▸ What you have to do:
Go through the entries below, tally each line with the string "height", and give the final number by itself.

▸ Stored data:
· · · ·
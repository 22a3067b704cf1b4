// Shared state structs to avoid circular dependencies.
// These are used by the modules and can be tested independently.

use serde::{Deserialize, Serialize};
use serde_json::{Map, Value};

/// Vertical pixel offset of a scrollable surface. May be negative (overscroll).
pub type ScrollOffset = f64;

/// Serializable snapshot of one tab's transient UI state.
///
/// Every field is optional. A bundle with no fields set is never written to storage.
#[derive(Debug, Clone, Default, PartialEq, Serialize, Deserialize)]
#[serde(rename_all = "camelCase")]
pub struct TabStateBundle {
    #[serde(default, skip_serializing_if = "Option::is_none")]
    pub scroll_offset: Option<ScrollOffset>,
    #[serde(default, skip_serializing_if = "Option::is_none")]
    pub filters: Option<Map<String, Value>>,
    #[serde(default, skip_serializing_if = "Option::is_none")]
    pub form_data: Option<Map<String, Value>>,
    #[serde(default, skip_serializing_if = "Option::is_none")]
    pub selected_index: Option<i64>,
    #[serde(default, skip_serializing_if = "Option::is_none")]
    pub custom_state: Option<Map<String, Value>>,
}

impl TabStateBundle {
    pub fn is_empty(&self) -> bool {
        self.scroll_offset.is_none()
            && self.filters.is_none()
            && self.form_data.is_none()
            && self.selected_index.is_none()
            && self.custom_state.is_none()
    }

    /// Shallow merge: every field set on `partial` replaces ours.
    pub fn merge(&mut self, partial: TabStateBundle) {
        if partial.scroll_offset.is_some() {
            self.scroll_offset = partial.scroll_offset;
        }
        if partial.filters.is_some() {
            self.filters = partial.filters;
        }
        if partial.form_data.is_some() {
            self.form_data = partial.form_data;
        }
        if partial.selected_index.is_some() {
            self.selected_index = partial.selected_index;
        }
        if partial.custom_state.is_some() {
            self.custom_state = partial.custom_state;
        }
    }

    pub fn with_scroll_offset(offset: ScrollOffset) -> Self {
        Self {
            scroll_offset: Some(offset),
            ..Self::default()
        }
    }
}

#[derive(Debug, Clone, Copy, PartialEq, Eq, Hash, Serialize, Deserialize)]
#[serde(rename_all = "camelCase")]
pub enum TabEventKind {
    TabPress,
    TabDoublePress,
    TabReselect,
    TabDoublePulse,
}

/// An event travelling through the navigation event source.
#[derive(Debug, Clone, PartialEq, Eq, Serialize, Deserialize)]
pub struct TabEvent {
    #[serde(rename = "type")]
    pub kind: TabEventKind,
    pub target: String,
}

impl TabEvent {
    pub fn new(kind: TabEventKind, target: impl Into<String>) -> Self {
        Self {
            kind,
            target: target.into(),
        }
    }
}

#[derive(Debug, Clone, Copy, Default, PartialEq, Serialize, Deserialize)]
pub struct ContentOffset {
    pub x: f64,
    pub y: f64,
}

/// Scroll callback payload as delivered by a list surface.
#[derive(Debug, Clone, Copy, Default, PartialEq, Serialize, Deserialize)]
#[serde(rename_all = "camelCase")]
pub struct ScrollEvent {
    pub content_offset: ContentOffset,
}

impl ScrollEvent {
    pub fn at(y: f64) -> Self {
        Self {
            content_offset: ContentOffset { x: 0.0, y },
        }
    }
}
//! QR encoding of a lookup URL into PNG bytes.
//!
//! The [`CredentialEncoder`] trait is the seam between the lifecycle manager
//! (which decides *which* credentials to produce) and the pixel work. The
//! production implementation is [`QrPngEncoder`]; tests use a recording mock.
//!
//! Every credential is rendered with the same [`QrParams`]: error correction
//! level H, 10 px modules and a 4-module white border. Printed credentials
//! get scuffed, and H tolerates roughly 30% damage.

use image::{GrayImage, ImageFormat, Luma};
use qrcode::{Color, EcLevel, QrCode};
use std::io::Cursor;
use thiserror::Error;

#[derive(Error, Debug)]
pub enum EncodeError {
    #[error("Payload does not fit in a QR code: {0}")]
    Qr(#[from] qrcode::types::QrError),
    #[error("Image too large: {0} px per side")]
    TooLarge(usize),
    #[error("PNG encoding failed: {0}")]
    Png(#[from] image::ImageError),
}

/// Rendering parameters shared by every credential.
#[derive(Debug, Clone, Copy, PartialEq, Eq)]
pub struct QrParams {
    /// Edge length of one QR module, in pixels.
    pub module_size: u32,
    /// Quiet zone around the symbol, in modules.
    pub border: u32,
}

impl QrParams {
    pub const CREDENTIAL: QrParams = QrParams {
        module_size: 10,
        border: 4,
    };

    /// Side length in pixels of a symbol `modules` wide.
    pub fn image_side(self, modules: usize) -> Option<u32> {
        let modules = u32::try_from(modules).ok()?;
        modules
            .checked_add(self.border.checked_mul(2)?)?
            .checked_mul(self.module_size)
    }
}

impl Default for QrParams {
    fn default() -> Self {
        Self::CREDENTIAL
    }
}

/// Turns a payload string into the bytes of a credential image.
pub trait CredentialEncoder {
    fn encode(&self, payload: &str) -> Result<Vec<u8>, EncodeError>;
}

/// Production encoder: `qrcode` for the symbol, `image` for the PNG.
#[derive(Debug, Clone, Copy, Default)]
pub struct QrPngEncoder {
    pub params: QrParams,
}

impl QrPngEncoder {
    pub fn new() -> Self {
        Self::default()
    }

    /// Render a payload to a black-on-white grayscale image.
    pub fn render(&self, payload: &str) -> Result<GrayImage, EncodeError> {
        let code = QrCode::with_error_correction_level(payload.as_bytes(), EcLevel::H)?;
        let modules = code.width();
        let colors = code.to_colors();
        let side = self
            .params
            .image_side(modules)
            .ok_or(EncodeError::TooLarge(modules))?;
        let module = self.params.module_size;
        let border = self.params.border;

        let img = GrayImage::from_fn(side, side, |x, y| {
            let mx = (x / module).checked_sub(border);
            let my = (y / module).checked_sub(border);
            let dark = match (mx, my) {
                (Some(mx), Some(my)) if (mx as usize) < modules && (my as usize) < modules => {
                    colors.get(my as usize * modules + mx as usize) == Some(&Color::Dark)
                }
                _ => false,
            };
            if dark { Luma([0]) } else { Luma([255]) }
        });
        Ok(img)
    }
}

impl CredentialEncoder for QrPngEncoder {
    fn encode(&self, payload: &str) -> Result<Vec<u8>, EncodeError> {
        let img = self.render(payload)?;
        let mut bytes = Cursor::new(Vec::new());
        img.write_to(&mut bytes, ImageFormat::Png)?;
        Ok(bytes.into_inner())
    }
}

#[cfg(test)]
pub mod tests {
    use super::*;
    use std::cell::RefCell;

    /// Encoder that records payloads and returns them as the "image" bytes.
    ///
    /// Payloads containing any string in `fail_on` fail with a QR capacity
    /// error instead.
    #[derive(Default)]
    pub struct MockEncoder {
        pub payloads: RefCell<Vec<String>>,
        pub fail_on: Vec<String>,
    }

    impl MockEncoder {
        pub fn new() -> Self {
            Self::default()
        }

        pub fn failing_on(needles: &[&str]) -> Self {
            Self {
                payloads: RefCell::new(Vec::new()),
                fail_on: needles.iter().map(|s| s.to_string()).collect(),
            }
        }

        pub fn encoded(&self) -> Vec<String> {
            self.payloads.borrow().clone()
        }
    }

    impl CredentialEncoder for MockEncoder {
        fn encode(&self, payload: &str) -> Result<Vec<u8>, EncodeError> {
            self.payloads.borrow_mut().push(payload.to_string());
            if self.fail_on.iter().any(|n| payload.contains(n.as_str())) {
                return Err(EncodeError::Qr(qrcode::types::QrError::DataTooLong));
            }
            Ok(payload.as_bytes().to_vec())
        }
    }

    const URL: &str =
        "https://ramz0.github.io/credenciales-empleados?id=0f8fad5b-d9cb-469f-a165-70867728950e";

    #[test]
    fn credential_params() {
        assert_eq!(QrParams::default().module_size, 10);
        assert_eq!(QrParams::default().border, 4);
    }

    #[test]
    fn image_side_includes_border() {
        // 21 modules + 2 * 4 border = 29 modules of 10 px
        assert_eq!(QrParams::CREDENTIAL.image_side(21), Some(290));
    }

    #[test]
    fn render_is_square_and_sized_by_modules() {
        let img = QrPngEncoder::new().render(URL).unwrap();
        assert_eq!(img.width(), img.height());
        assert_eq!(img.width() % 10, 0);
        let modules = img.width() / 10 - 8;
        // Valid QR sizes are 17 + 4 * version
        assert_eq!((modules - 17) % 4, 0);
    }

    #[test]
    fn border_is_white_and_finder_corner_is_dark() {
        let img = QrPngEncoder::new().render(URL).unwrap();
        assert_eq!(img.get_pixel(0, 0), &Luma([255]));
        assert_eq!(img.get_pixel(39, 39), &Luma([255]));
        // Top-left module of the finder pattern starts right after the border
        assert_eq!(img.get_pixel(40, 40), &Luma([0]));
        assert_eq!(img.get_pixel(49, 49), &Luma([0]));
    }

    #[test]
    fn encode_produces_png() {
        let bytes = QrPngEncoder::new().encode(URL).unwrap();
        assert_eq!(&bytes[..8], b"\x89PNG\r\n\x1a\n");
    }

    #[test]
    fn encode_is_deterministic_for_same_payload() {
        let enc = QrPngEncoder::new();
        assert_eq!(enc.encode(URL).unwrap(), enc.encode(URL).unwrap());
    }

    #[test]
    fn oversized_payload_is_error() {
        let payload = "x".repeat(5000);
        assert!(matches!(
            QrPngEncoder::new().encode(&payload),
            Err(EncodeError::Qr(_))
        ));
    }

    #[test]
    fn mock_records_and_fails_on_request() {
        let enc = MockEncoder::failing_on(&["BAD"]);
        assert!(enc.encode("ok").is_ok());
        assert!(enc.encode("has BAD").is_err());
        assert_eq!(enc.encoded(), vec!["ok".to_string(), "has BAD".to_string()]);
    }
}
//! Optional read-back of the payload embedded in a credential image.
//!
//! Decoding is a capability, not a requirement. With the `decode` feature the
//! [`RqrrDecoder`] reads PNGs through `image` and `rqrr`; without it,
//! [`default_decoder`] hands out [`NoDecoder`] and verification reports
//! "unknown" instead of failing.

use std::path::Path;
use thiserror::Error;

#[derive(Error, Debug)]
pub enum DecodeError {
    #[error("Cannot open image: {0}")]
    Image(#[from] image::ImageError),
    #[error("No QR code found in image")]
    NoSymbol,
    #[error("QR code unreadable: {0}")]
    Unreadable(String),
}

/// Reads the payload of a credential image.
pub trait CredentialDecoder {
    /// Whether this decoder can read anything at all.
    fn available(&self) -> bool {
        true
    }

    fn decode(&self, path: &Path) -> Result<String, DecodeError>;
}

/// Stand-in used when no decoding capability is compiled in.
#[derive(Debug, Clone, Copy, Default)]
pub struct NoDecoder;

impl CredentialDecoder for NoDecoder {
    fn available(&self) -> bool {
        false
    }

    fn decode(&self, _path: &Path) -> Result<String, DecodeError> {
        Err(DecodeError::Unreadable("decoding not available".into()))
    }
}

/// `rqrr`-backed decoder. Returns the payload of the first readable symbol.
#[cfg(feature = "decode")]
#[derive(Debug, Clone, Copy, Default)]
pub struct RqrrDecoder;

#[cfg(feature = "decode")]
impl CredentialDecoder for RqrrDecoder {
    fn decode(&self, path: &Path) -> Result<String, DecodeError> {
        let img = image::open(path)?.to_luma8();
        let (width, height) = img.dimensions();
        let mut prepared =
            rqrr::PreparedImage::prepare_from_greyscale(width as usize, height as usize, |x, y| {
                img.get_pixel(x as u32, y as u32).0[0]
            });
        let grids = prepared.detect_grids();
        let mut last_error = None;
        for grid in grids {
            match grid.decode() {
                Ok((_meta, content)) => return Ok(content),
                Err(e) => last_error = Some(format!("{e:?}")),
            }
        }
        Err(last_error
            .map(DecodeError::Unreadable)
            .unwrap_or(DecodeError::NoSymbol))
    }
}

/// The best decoder this build offers.
pub fn default_decoder() -> Box<dyn CredentialDecoder> {
    #[cfg(feature = "decode")]
    {
        Box::new(RqrrDecoder)
    }
    #[cfg(not(feature = "decode"))]
    {
        Box::new(NoDecoder)
    }
}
· · · ·
▸ Response:
3